The only thing about Easter where the pagan connections are merely a coincidence (if you can call it that) is the pagan stories of their gods being resurrected by other gods at this time of year.  That tells us why the pagan "converts" to "Christianity" decided to celebrate Yeshua's resurrection on this day rather than the Feast of Frist Fruits.  However, the pagan stories are nothing like the historical resurrection of Yeshua.  I'll leave you with "Truth or Tradition" by Pastor Jim Staley (from before his fall), and the more accurate "The Christmas Question" by 119 Ministries.

Friday, April 15, 2022

Bad Friday, Good Passover

Today is one of the instances where Good Friday and Passover land on the same day, in spite of the fact that the Catholic Church tried so hard to make sure that this didn't happen.  Good Friday is allegedly the day that Yeshua (Jesus) died.  The alleged date of this death is Friday, March 25, A.D. 33.  There are a few problems with this date, however.

First problem:

For as Jonah was three days and three nights in the belly of the great fish, so will the Son of Man be three days and three nights in the heart of the earth. [Matthew 12:40; NKJV]

You can't get 3 days and 3 nights from a Friday burial and Sunday resurrection.  Some will claim that something taking up a part of the day is counted as taking a full day.  But this nullifies what Yeshua said concerning his (then) upcoming death and resurrection.  When you see something like what we have in the above passage, it means a specific number of full days and full nights.  In this case, 3 full periods of daylight and 3 full periods of night.  But from what we would call Friday evening to Sunday morning only gives 1 day and 2 nights in the grave.

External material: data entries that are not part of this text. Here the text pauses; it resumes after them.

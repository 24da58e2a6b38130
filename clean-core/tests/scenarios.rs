use std::collections::BTreeMap;

use clean_core::{
    Building, BuildingData, FloorInfo, OptimizeConfig, Roster, RoomType, RoomTypeSet, StaffConstraints,
    StaffDistribution, optimize,
};

fn floor(building: Building, number: i32, single: u32, twin: u32, eco: u32) -> FloorInfo {
    let mut counts = BTreeMap::new();
    if single > 0 {
        counts.insert(RoomType::new("S"), single);
    }
    if twin > 0 {
        counts.insert(RoomType::new("T"), twin);
    }
    FloorInfo::new(number, building, counts, eco)
}

#[test]
fn trivial_single_staff_clears_one_floor() {
    let building_data = BuildingData::new([floor(Building::Main, 1, 4, 0, 0)]);

    let mut roster = Roster::new();
    let alice = roster.add("Alice");

    let mut distribution = BTreeMap::new();
    distribution.insert(
        alice,
        StaffDistribution { main_single: 4, ..Default::default() },
    );
    let constraints = BTreeMap::new();

    let results = optimize(
        &building_data,
        &roster,
        &distribution,
        &constraints,
        &RoomTypeSet::default(),
        &OptimizeConfig::default(),
    )
    .expect("single staff, single floor must be trivially feasible");

    let best = &results[0];
    assert!(best.is_complete);
    assert_eq!(best.assignments.len(), 1);
    assert_eq!(best.assignments[0].total_rooms(), 4);
    assert!(best.unassigned_rooms.is_complete());
}

#[test]
fn round_robin_splits_twin_floor_evenly() {
    let building_data = BuildingData::new([floor(Building::Main, 1, 0, 4, 0)]);

    let mut roster = Roster::new();
    let alice = roster.add("Alice");
    let bob = roster.add("Bob");

    let mut distribution = BTreeMap::new();
    distribution.insert(alice, StaffDistribution { main_twin: 2, ..Default::default() });
    distribution.insert(bob, StaffDistribution { main_twin: 2, ..Default::default() });
    let constraints = BTreeMap::new();

    let results = optimize(
        &building_data,
        &roster,
        &distribution,
        &constraints,
        &RoomTypeSet::default(),
        &OptimizeConfig::default(),
    )
    .expect("even twin split must be feasible");

    let best = &results[0];
    assert!(best.is_complete);
    for assignment in &best.assignments {
        assert_eq!(assignment.total_rooms(), 2);
        assert_eq!(assignment.floor_count(), 1);
    }
}

#[test]
fn bath_cleaner_is_confined_to_one_floor() {
    let building_data = BuildingData::new([
        floor(Building::Main, 1, 3, 0, 0),
        floor(Building::Main, 2, 5, 0, 0),
    ]);

    let mut roster = Roster::new();
    let bath = roster.add("Bath Cleaner");

    let mut distribution = BTreeMap::new();
    distribution.insert(bath, StaffDistribution { main_single: 3, ..Default::default() });

    let mut constraints = BTreeMap::new();
    constraints.insert(
        bath,
        StaffConstraints { bath_type: clean_core::BathCleaningType::Normal, ..Default::default() },
    );

    let results = optimize(
        &building_data,
        &roster,
        &distribution,
        &constraints,
        &RoomTypeSet::default(),
        &OptimizeConfig::default(),
    )
    .expect("bath cleaner pre-placement must succeed");

    let best = &results[0];
    let assignment = &best.assignments[0];
    assert_eq!(assignment.floor_count(), 1, "bath cleaner must stay on one floor");
    // Placed on floor 1: the smallest floor that still fits their quota.
    assert!(assignment.assignments(Building::Main).contains_key(&1));
}

#[test]
fn eco_rooms_only_go_to_staff_already_on_the_floor() {
    let building_data = BuildingData::new([floor(Building::Main, 1, 4, 0, 2)]);

    let mut roster = Roster::new();
    let alice = roster.add("Alice");

    let mut distribution = BTreeMap::new();
    distribution.insert(
        alice,
        StaffDistribution { main_single: 4, main_eco: 2, ..Default::default() },
    );
    let constraints = BTreeMap::new();

    let results = optimize(
        &building_data,
        &roster,
        &distribution,
        &constraints,
        &RoomTypeSet::default(),
        &OptimizeConfig::default(),
    )
    .expect("eco rooms on an already-covered floor must be assignable");

    let best = &results[0];
    assert!(best.is_complete);
    let allocation = &best.assignments[0].assignments(Building::Main)[&1];
    assert_eq!(allocation.eco_rooms, 2);
}

/// Two staff already covering adjacent floors, with every eco room sitting
/// on just one of those floors, still end up with an even eco split: the
/// floor-cap budget and the adjacent-floor exception both let the
/// off-floor staff member pick up their share instead of leaving it
/// stranded on the floor they don't otherwise cover.
#[test]
fn eco_spreads_evenly_across_two_adjacent_floors() {
    let building_data = BuildingData::new([
        floor(Building::Main, 2, 3, 0, 4),
        floor(Building::Main, 3, 3, 0, 0),
    ]);

    let mut roster = Roster::new();
    let alice = roster.add("Alice");
    let bob = roster.add("Bob");

    let mut distribution = BTreeMap::new();
    distribution.insert(alice, StaffDistribution { main_single: 3, main_eco: 2, ..Default::default() });
    distribution.insert(bob, StaffDistribution { main_single: 3, main_eco: 2, ..Default::default() });
    let constraints = BTreeMap::new();

    let results = optimize(
        &building_data,
        &roster,
        &distribution,
        &constraints,
        &RoomTypeSet::default(),
        &OptimizeConfig::default(),
    )
    .expect("adjacent-floor eco split must be feasible");

    let best = &results[0];
    assert!(best.is_complete);
    let total_eco: u32 = best
        .assignments
        .iter()
        .map(|a| a.assignments(Building::Main).values().map(|r| r.eco_rooms).sum::<u32>())
        .sum();
    assert_eq!(total_eco, 4);
    for assignment in &best.assignments {
        let eco: u32 = assignment.assignments(Building::Main).values().map(|r| r.eco_rooms).sum();
        assert_eq!(eco, 2, "each staff member ends up with their full eco quota");
    }
}

#[test]
fn overcommitted_quota_produces_partial_solution_with_shortage() {
    let building_data = BuildingData::new([floor(Building::Main, 1, 4, 0, 0)]);

    let mut roster = Roster::new();
    let alice = roster.add("Alice");

    let mut distribution = BTreeMap::new();
    // Quota exceeds the building's actual rooms: always-infeasible by design.
    distribution.insert(
        alice,
        StaffDistribution { main_single: 10, ..Default::default() },
    );
    let constraints = BTreeMap::new();

    let results = optimize(
        &building_data,
        &roster,
        &distribution,
        &constraints,
        &RoomTypeSet::default(),
        &OptimizeConfig::default(),
    )
    .expect("overcommitted quota still returns a best-effort partial result");

    let best = &results[0];
    assert!(!best.is_complete);
    assert_eq!(best.assignments[0].total_rooms(), 4, "all 4 existing rooms get cleaned anyway");
}

#[test]
fn k_solutions_enumerate_distinct_candidates() {
    let building_data = BuildingData::new([floor(Building::Main, 1, 0, 6, 0)]);

    let mut roster = Roster::new();
    let alice = roster.add("Alice");
    let bob = roster.add("Bob");
    let carol = roster.add("Carol");

    let mut distribution = BTreeMap::new();
    distribution.insert(alice, StaffDistribution { main_twin: 2, ..Default::default() });
    distribution.insert(bob, StaffDistribution { main_twin: 2, ..Default::default() });
    distribution.insert(carol, StaffDistribution { main_twin: 2, ..Default::default() });
    let constraints = BTreeMap::new();

    let config = OptimizeConfig::default().with_k(3);

    let results = optimize(
        &building_data,
        &roster,
        &distribution,
        &constraints,
        &RoomTypeSet::default(),
        &config,
    )
    .expect("three-way even split must be feasible");

    assert!(!results.is_empty());
    assert!(results.len() <= 3);
    assert!(results[0].is_complete);
}

#[test]
fn empty_roster_is_a_successful_empty_result() {
    let building_data = BuildingData::new([floor(Building::Main, 1, 4, 0, 0)]);
    let roster = Roster::new();
    let distribution = BTreeMap::new();
    let constraints = BTreeMap::new();

    let results = optimize(
        &building_data,
        &roster,
        &distribution,
        &constraints,
        &RoomTypeSet::default(),
        &OptimizeConfig::default(),
    )
    .expect("an empty roster is success, not an error");

    assert_eq!(results.len(), 1);
    assert!(results[0].is_complete);
    assert!(results[0].assignments.is_empty());
}

#[test]
fn missing_distribution_for_nonempty_roster_is_an_error() {
    let building_data = BuildingData::new([floor(Building::Main, 1, 4, 0, 0)]);
    let mut roster = Roster::new();
    roster.add("Alice");
    let distribution = BTreeMap::new();
    let constraints = BTreeMap::new();

    let err = optimize(
        &building_data,
        &roster,
        &distribution,
        &constraints,
        &RoomTypeSet::default(),
        &OptimizeConfig::default(),
    )
    .unwrap_err();

    assert!(matches!(err, clean_core::OptimizeError::MissingDistribution));
}
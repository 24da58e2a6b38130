//! Tuning knobs for the orchestrator and its solver phases.
//!
//! A plain `Default`-able config struct threaded explicitly through the
//! call rather than read from process-wide state.

use std::ops::RangeInclusive;
use std::time::Duration;

/// Tuning parameters for one `optimize` call.
#[derive(Debug, Clone)]
pub struct OptimizeConfig {
    /// Requested number of distinct solutions. Default 7.
    pub k: usize,
    /// Cap on single-solver neighbour-move enumeration per pattern/floor-cap
    /// combination. Default 5.
    pub single_enumeration_cap: usize,
    /// How many best partial candidates the orchestrator retains across the
    /// whole relaxation loop. Default 10.
    pub best_partial_pool_size: usize,
    /// The max-staff-per-floor relaxation range the orchestrator walks,
    /// ascending, stopping at the first value with >= 1 complete candidate.
    /// Default `2..=7`.
    pub max_staff_per_floor_range: RangeInclusive<u32>,
    /// Wall-clock time limits handed straight to `highs` via
    /// `SolverModel::set_time_limit` for the single and eco MILPs,
    /// respectively. A solve that hits its limit returns `highs`'s best
    /// incumbent rather than the true optimum.
    pub single_solver_timeout: Duration,
    pub eco_solver_timeout: Duration,
    pub fallback_timeout: Duration,
    /// Optional caller-supplied wall-clock deadline for the whole call. The
    /// orchestrator checks it between patterns and between floor-cap values
    /// and returns the best-so-far partial if exceeded.
    pub deadline: Option<std::time::Instant>,
}

impl Default for OptimizeConfig {
    fn default() -> Self {
        Self {
            k: 7,
            single_enumeration_cap: 5,
            best_partial_pool_size: 10,
            max_staff_per_floor_range: 2..=7,
            single_solver_timeout: Duration::from_secs(2),
            eco_solver_timeout: Duration::from_secs(10),
            fallback_timeout: Duration::from_secs(30),
            deadline: None,
        }
    }
}

impl OptimizeConfig {
    pub fn with_k(mut self, k: usize) -> Self {
        self.k = k;
        self
    }

    pub fn with_deadline(mut self, deadline: std::time::Instant) -> Self {
        self.deadline = Some(deadline);
        self
    }

    /// True once `deadline` has passed, if one was set.
    pub fn deadline_exceeded(&self) -> bool {
        self.deadline.is_some_and(|d| std::time::Instant::now() >= d)
    }
}
//! Ordered per-building floor collections.

use super::floor::FloorInfo;
use crate::types::Building;

/// Ordered sequences of floors for both buildings, plus cached totals.
///
/// Floor numbers are unique within a building but may repeat across
/// buildings (e.g. main 2F and annex 2F are distinct floors).
#[derive(Debug, Clone, Default)]
pub struct BuildingData {
    /// Ascending by `floor_number`.
    main_floors: Vec<FloorInfo>,
    /// Ascending by `floor_number`.
    annex_floors: Vec<FloorInfo>,
    main_room_count: u32,
    annex_room_count: u32,
}

impl BuildingData {
    /// Builds from an unordered floor list, sorting each building's floors
    /// ascending and rejecting duplicate floor numbers within one building.
    pub fn new(floors: impl IntoIterator<Item = FloorInfo>) -> Self {
        let mut main_floors = Vec::new();
        let mut annex_floors = Vec::new();

        for floor in floors {
            match floor.building {
                Building::Main => main_floors.push(floor),
                Building::Annex => annex_floors.push(floor),
            }
        }

        main_floors.sort_by_key(|f| f.floor_number);
        annex_floors.sort_by_key(|f| f.floor_number);
        assert!(
            main_floors.windows(2).all(|w| w[0].floor_number != w[1].floor_number),
            "duplicate main floor number"
        );
        assert!(
            annex_floors.windows(2).all(|w| w[0].floor_number != w[1].floor_number),
            "duplicate annex floor number"
        );

        let main_room_count = main_floors.iter().map(|f| f.total_normal_rooms()).sum();
        let annex_room_count = annex_floors.iter().map(|f| f.total_normal_rooms()).sum();

        Self {
            main_floors,
            annex_floors,
            main_room_count,
            annex_room_count,
        }
    }

    pub fn floors(&self, building: Building) -> &[FloorInfo] {
        match building {
            Building::Main => &self.main_floors,
            Building::Annex => &self.annex_floors,
        }
    }

    pub fn floor(&self, building: Building, floor_number: i32) -> Option<&FloorInfo> {
        self.floors(building)
            .iter()
            .find(|f| f.floor_number == floor_number)
    }

    /// Total non-eco rooms in a building, cached at construction.
    pub fn room_count(&self, building: Building) -> u32 {
        match building {
            Building::Main => self.main_room_count,
            Building::Annex => self.annex_room_count,
        }
    }

    pub fn floor_count(&self, building: Building) -> usize {
        self.floors(building).len()
    }

    pub fn total_rooms(&self) -> u32 {
        self.main_floors.iter().map(|f| f.total_rooms()).sum::<u32>()
            + self.annex_floors.iter().map(|f| f.total_rooms()).sum::<u32>()
    }

    pub fn is_empty(&self) -> bool {
        self.main_floors.is_empty() && self.annex_floors.is_empty()
    }
}
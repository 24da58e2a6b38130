//! Candidate de-duplication.
//!
//! Two candidate solutions that give the same staff the same *set of
//! floors* count as the same solution even if they arrived via different
//! twin patterns or floor-cap relaxations, and even if the exact room-type
//! breakdown on a shared floor differs; we only want to surface each
//! distinct floor pattern once. This mirrors spec.md's canonical
//! `name:f1,f2,...;` string built from each staff's sorted `(building,
//! floor)` list, with staff themselves sorted by name — keeping the
//! building tagged alongside the floor number rather than folding both
//! into one offset integer space, since `BuildingData` never bounds floor
//! numbers and an offset can collide.

use crate::allocation::StaffAssignment;
use crate::staff::Roster;
use crate::types::Building;

/// A canonical, order-independent summary of one candidate solution: for
/// each staff (sorted by [`crate::staff::Staff::name`], the caller-facing
/// identity key), the sorted list of floors (across both buildings) they
/// cover at all, regardless of what is on those floors.
pub type Fingerprint = Vec<(String, Vec<(Building, i32)>)>;

pub fn fingerprint(assignments: &[StaffAssignment], roster: &Roster) -> Fingerprint {
    let mut out: Fingerprint = assignments
        .iter()
        .map(|assignment| {
            let name = roster
                .get(assignment.staff_id)
                .map(|s| s.name.clone())
                .unwrap_or_default();

            let mut floors: Vec<(Building, i32)> = Vec::new();
            for building in [Building::Main, Building::Annex] {
                for (&floor, allocation) in assignment.assignments(building) {
                    if !allocation.is_occupied() {
                        continue;
                    }
                    floors.push((building, floor));
                }
            }
            floors.sort_unstable();

            (name, floors)
        })
        .collect();

    // spec.md's canonical string sorts staff by name before emitting
    // `name:f1,f2,...;` for each; this is the same ordering, without
    // actually building the string.
    out.sort_by(|a, b| a.0.cmp(&b.0));
    out
}

/// Keeps only the first occurrence of each distinct fingerprint, in input
/// order, so earlier (generally lower-shortage) candidates win ties.
pub fn dedup_by_fingerprint<T>(items: Vec<T>, key: impl Fn(&T) -> Fingerprint) -> Vec<T> {
    let mut seen = std::collections::HashSet::new();
    let mut out = Vec::new();
    for item in items {
        let fp = key(&item);
        if seen.insert(fp) {
            out.push(item);
        }
    }
    out
}
pub mod constraint;
pub mod distribution;
#[allow(clippy::module_inception)]
pub mod staff;

pub use constraint::{BathCleaningType, BuildingAssignment, ConstraintKind};
pub use distribution::StaffDistribution;
pub use staff::{Roster, Staff, StaffConstraints, max_floors, max_floors_per_building};
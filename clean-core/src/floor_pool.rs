//! Mutable per-floor remaining-room counts.

use std::collections::BTreeMap;

use crate::building::BuildingData;
use crate::types::{Building, RoomType};

/// Mutable draw-down state for one floor.
#[derive(Debug, Clone)]
pub struct FloorPoolState {
    normal_remaining: BTreeMap<RoomType, u32>,
    eco_remaining: u32,
}

impl FloorPoolState {
    pub fn new(room_counts: &BTreeMap<RoomType, u32>, eco_rooms: u32) -> Self {
        Self {
            normal_remaining: room_counts.clone(),
            eco_remaining: eco_rooms,
        }
    }

    /// Draws up to `count` non-twin-or-twin rooms, draining the codes with
    /// the largest remaining count first. If `count` exceeds what remains,
    /// draws everything that remains and logs a warning rather than raising.
    pub fn allocate_normal(&mut self, count: u32) -> BTreeMap<RoomType, u32> {
        self.allocate_normal_matching(count, |_| true)
    }

    /// As [`Self::allocate_normal`], but restricted to codes for which
    /// `matches` returns true (used by the bath pre-placer to draw twin
    /// codes and non-twin codes in separate passes).
    pub fn allocate_normal_matching(
        &mut self,
        count: u32,
        matches: impl Fn(&RoomType) -> bool,
    ) -> BTreeMap<RoomType, u32> {
        let mut taken = BTreeMap::new();
        let mut remaining_to_draw = count;

        while remaining_to_draw > 0 {
            let Some((code, available)) = self
                .normal_remaining
                .iter()
                .filter(|(code, &n)| n > 0 && matches(code))
                .max_by_key(|(code, &n)| (n, std::cmp::Reverse((*code).clone())))
                .map(|(code, &n)| (code.clone(), n))
            else {
                break;
            };

            let draw = remaining_to_draw.min(available);
            *self.normal_remaining.get_mut(&code).unwrap() -= draw;
            *taken.entry(code).or_insert(0) += draw;
            remaining_to_draw -= draw;
        }

        if remaining_to_draw > 0 {
            #[cfg(feature = "trace")]
            tracing::warn!(
                target: "floor_pool",
                requested = count,
                shortfall = remaining_to_draw,
                "floor pool exhausted before request satisfied"
            );
        }

        taken
    }

    /// Draws up to `count` eco rooms, capped at what remains.
    pub fn allocate_eco(&mut self, count: u32) -> u32 {
        let taken = count.min(self.eco_remaining);
        self.eco_remaining -= taken;
        if taken < count {
            #[cfg(feature = "trace")]
            tracing::warn!(
                target: "floor_pool",
                requested = count,
                shortfall = count - taken,
                "eco pool exhausted before request satisfied"
            );
        }
        taken
    }

    pub fn normal_remaining(&self) -> &BTreeMap<RoomType, u32> {
        &self.normal_remaining
    }

    pub fn normal_remaining_total(&self) -> u32 {
        self.normal_remaining.values().sum()
    }

    pub fn eco_remaining(&self) -> u32 {
        self.eco_remaining
    }
}

/// Per-optimization, per-floor pool state for both buildings.
#[derive(Debug, Clone, Default)]
pub struct FloorPools {
    main: BTreeMap<i32, FloorPoolState>,
    annex: BTreeMap<i32, FloorPoolState>,
}

impl FloorPools {
    pub fn from_building_data(data: &BuildingData) -> Self {
        let mut main = BTreeMap::new();
        let mut annex = BTreeMap::new();

        for floor in data.floors(Building::Main) {
            main.insert(
                floor.floor_number,
                FloorPoolState::new(floor.room_counts(), floor.eco_rooms),
            );
        }
        for floor in data.floors(Building::Annex) {
            annex.insert(
                floor.floor_number,
                FloorPoolState::new(floor.room_counts(), floor.eco_rooms),
            );
        }

        Self { main, annex }
    }

    pub fn get_mut(&mut self, building: Building, floor: i32) -> Option<&mut FloorPoolState> {
        match building {
            Building::Main => self.main.get_mut(&floor),
            Building::Annex => self.annex.get_mut(&floor),
        }
    }

    pub fn get(&self, building: Building, floor: i32) -> Option<&FloorPoolState> {
        match building {
            Building::Main => self.main.get(&floor),
            Building::Annex => self.annex.get(&floor),
        }
    }
}
//! Integration tests for annotation extraction
//!
//! Tests for:
//! - Metadata evaluation and the expression -> Unit round trip
//! - Textual unit-expression parsing
//! - Fail-open behavior on anything unresolvable

use pretty_assertions::assert_eq;
use quantcheck::extract::parse::parse_meta;
use quantcheck::extract::{MetaExpr, UnitMeta, eval_meta, extract_unit};
use quantcheck::types::units::si;
use quantcheck::types::{Type, Unit, UnitTable};

// ==================== Round-Trip Tests ====================

#[test]
fn test_round_trip_simple_unit() {
    let table = UnitTable::with_defaults();
    let ty = Type::annotated(Type::Int, UnitMeta::Expr(MetaExpr::path(&["pq", "meter"])));

    assert_eq!(extract_unit(&ty, &table), Some(si::meter()));
}

#[test]
fn test_round_trip_compound_unit() {
    let table = UnitTable::with_defaults();
    let expr = MetaExpr::path(&["pq", "meter"]).div(MetaExpr::path(&["pq", "second"]));
    let ty = Type::annotated(Type::Float, UnitMeta::Expr(expr));

    let direct = si::meter().divide(&si::second());
    assert_eq!(extract_unit(&ty, &table), Some(direct));
}

#[test]
fn test_round_trip_through_text() {
    let table = UnitTable::with_defaults();
    let expr = parse_meta("pq.meter / pq.second").expect("parses");
    let ty = Type::annotated(Type::Float, UnitMeta::Expr(expr));

    assert_eq!(
        extract_unit(&ty, &table),
        Some(si::meter().divide(&si::second()))
    );
}

#[test]
fn test_resolved_metadata_survives_unchanged() {
    let table = UnitTable::with_defaults();
    let unit = si::meter().power(2);
    let ty = Type::with_unit(Type::Float, unit.clone());

    assert_eq!(extract_unit(&ty, &table), Some(unit));
}

// ==================== Expression Evaluation Tests ====================

#[test]
fn test_power_and_literal_evaluation() {
    let table = UnitTable::with_defaults();

    let accel = MetaExpr::name("m").div(MetaExpr::name("s").pow(2));
    let expected = si::meter().divide(&si::second().power(2));
    assert_eq!(eval_meta(&accel, &table), Some(expected));

    // integer literals are dimensionless: 1/s is a frequency
    let hz = MetaExpr::Int(1).div(MetaExpr::name("s"));
    assert_eq!(eval_meta(&hz, &table), Some(si::second().invert()));
}

#[test]
fn test_cancellation_in_metadata() {
    let table = UnitTable::with_defaults();
    let expr = MetaExpr::name("m")
        .mul(MetaExpr::name("s"))
        .div(MetaExpr::name("m").mul(MetaExpr::name("s")));
    assert_eq!(eval_meta(&expr, &table), Some(Unit::dimensionless()));
}

// ==================== Fail-Open Tests ====================

#[test]
fn test_unannotated_types_have_no_unit() {
    let table = UnitTable::with_defaults();
    assert_eq!(extract_unit(&Type::Int, &table), None);
    assert_eq!(extract_unit(&Type::Float, &table), None);
    assert_eq!(extract_unit(&Type::Unknown, &table), None);
    assert_eq!(extract_unit(&Type::Error, &table), None);
}

#[test]
fn test_unknown_unit_name_fails_open() {
    let table = UnitTable::with_defaults();
    let ty = Type::annotated(Type::Int, UnitMeta::Expr(MetaExpr::name("cubit")));
    assert_eq!(extract_unit(&ty, &table), None);

    // one bad leaf poisons the whole expression, silently
    let expr = MetaExpr::name("m").mul(MetaExpr::name("cubit"));
    let ty = Type::annotated(Type::Int, UnitMeta::Expr(expr));
    assert_eq!(extract_unit(&ty, &table), None);
}

#[test]
fn test_opaque_metadata_fails_open() {
    let table = UnitTable::with_defaults();
    let ty = Type::annotated(Type::Int, UnitMeta::Opaque("a docstring".into()));
    assert_eq!(extract_unit(&ty, &table), None);
}

// ==================== Textual Parsing Tests ====================

#[test]
fn test_parse_forms() {
    assert_eq!(parse_meta("meter"), Some(MetaExpr::name("meter")));
    assert_eq!(
        parse_meta("pq.meter"),
        Some(MetaExpr::path(&["pq", "meter"]))
    );
    assert_eq!(parse_meta("m^2"), Some(MetaExpr::name("m").pow(2)));
    assert_eq!(parse_meta("m**2"), Some(MetaExpr::name("m").pow(2)));
    assert_eq!(parse_meta("s^-1"), Some(MetaExpr::name("s").pow(-1)));
}

#[test]
fn test_parse_respects_precedence() {
    // a / b * c groups left to right
    let expected = MetaExpr::name("a")
        .div(MetaExpr::name("b"))
        .mul(MetaExpr::name("c"));
    assert_eq!(parse_meta("a / b * c"), Some(expected));

    // power binds tighter than division
    let expected = MetaExpr::name("m").div(MetaExpr::name("s").pow(2));
    assert_eq!(parse_meta("m / s^2"), Some(expected));
}

#[test]
fn test_malformed_text_fails_open() {
    assert_eq!(parse_meta(""), None);
    assert_eq!(parse_meta("3 +"), None);
    assert_eq!(parse_meta("m /"), None);
    assert_eq!(parse_meta("(m * s"), None);
    assert_eq!(parse_meta("m ^ s"), None);
    assert_eq!(parse_meta("£"), None);
}
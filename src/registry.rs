//! Checker registry: fully-qualified callable name -> checker function
//!
//! An explicit value rather than process-wide state: the plugin builds one
//! during initialization, passes it by reference into dispatch, and never
//! mutates it afterwards. `CheckerFn` is a plain `fn` pointer, so the built
//! registry is `Send + Sync` and lookups during concurrent per-file analysis
//! need no locking.

use crate::check::FunctionContext;
use crate::types::Type;
use indexmap::IndexMap;

/// A checker refines the return type of one call expression; diagnostics are
/// a side effect through the context, never a panic or an early abort
pub type CheckerFn = for<'a> fn(&mut FunctionContext<'a>) -> Type;

/// Registered checkers, in registration order
#[derive(Debug, Clone, Default)]
pub struct Registry {
    checkers: IndexMap<String, CheckerFn>,
}

impl Registry {
    pub fn new() -> Self {
        Self::default()
    }

    /// Associate `name` and every alias with `checker`; the last registration
    /// for a name wins. Returns the checker unchanged so registrations
    /// compose:
    ///
    /// ```
    /// # use quantcheck::registry::Registry;
    /// # use quantcheck::check::check_additive;
    /// let mut registry = Registry::new();
    /// let same = registry.register("builtins.int.__add__", &["builtins.int.__radd__"], check_additive);
    /// registry.register("builtins.float.__add__", &[], same);
    /// ```
    pub fn register(&mut self, name: &str, aliases: &[&str], checker: CheckerFn) -> CheckerFn {
        self.checkers.insert(name.to_string(), checker);
        for alias in aliases {
            self.checkers.insert(alias.to_string(), checker);
        }
        tracing::debug!(%name, aliases = aliases.len(), "registered checker");
        checker
    }

    /// Look up the checker for a fully-qualified name
    pub fn lookup(&self, name: &str) -> Option<CheckerFn> {
        self.checkers.get(name).copied()
    }

    pub fn len(&self) -> usize {
        self.checkers.len()
    }

    pub fn is_empty(&self) -> bool {
        self.checkers.is_empty()
    }

    /// Registered names, in registration order
    pub fn names(&self) -> impl Iterator<Item = &str> {
        self.checkers.keys().map(|k| k.as_str())
    }
}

But let's be a little generous and say that part of a period of daylight counts as the full daylight period, and part of a period of night counts as the full period of night.  How many days and nights would he be in the grave for given a Friday burial (just before or at sundown) and a Sunday resurrection?  2 days and 2 nights!  Yeshua would have to have died on Thursday in order for this to count as 3 days and 3 nights when using this unbiblical counting method.

So, what would a Thursday burial give us when requiring the full length of the daylight and night periods?  2 days and 3 nights.  Just one daylight period short of the full 72-hour period that he said he would be in the grave for.  So what would it take to get 3 days and 3 nights?  A Wednesday death with burial at sundown, and a resurrection on what we would call Saturday evening.  They would call it the evening of the first day.

Second problem:

The biblical new year is in the month of Aviv, which is now called Nisan (yes, the Hebrew calendar has been paganized).  Passover is on the 14th of Aviv.  This year, it happens to be today.  Take a look at where the 14th of Aviv lands in the year of A.D. 33.  It lands on Friday, April 1.  Good Friday didn't even land on the correct Friday that year!  It's exactly one week off.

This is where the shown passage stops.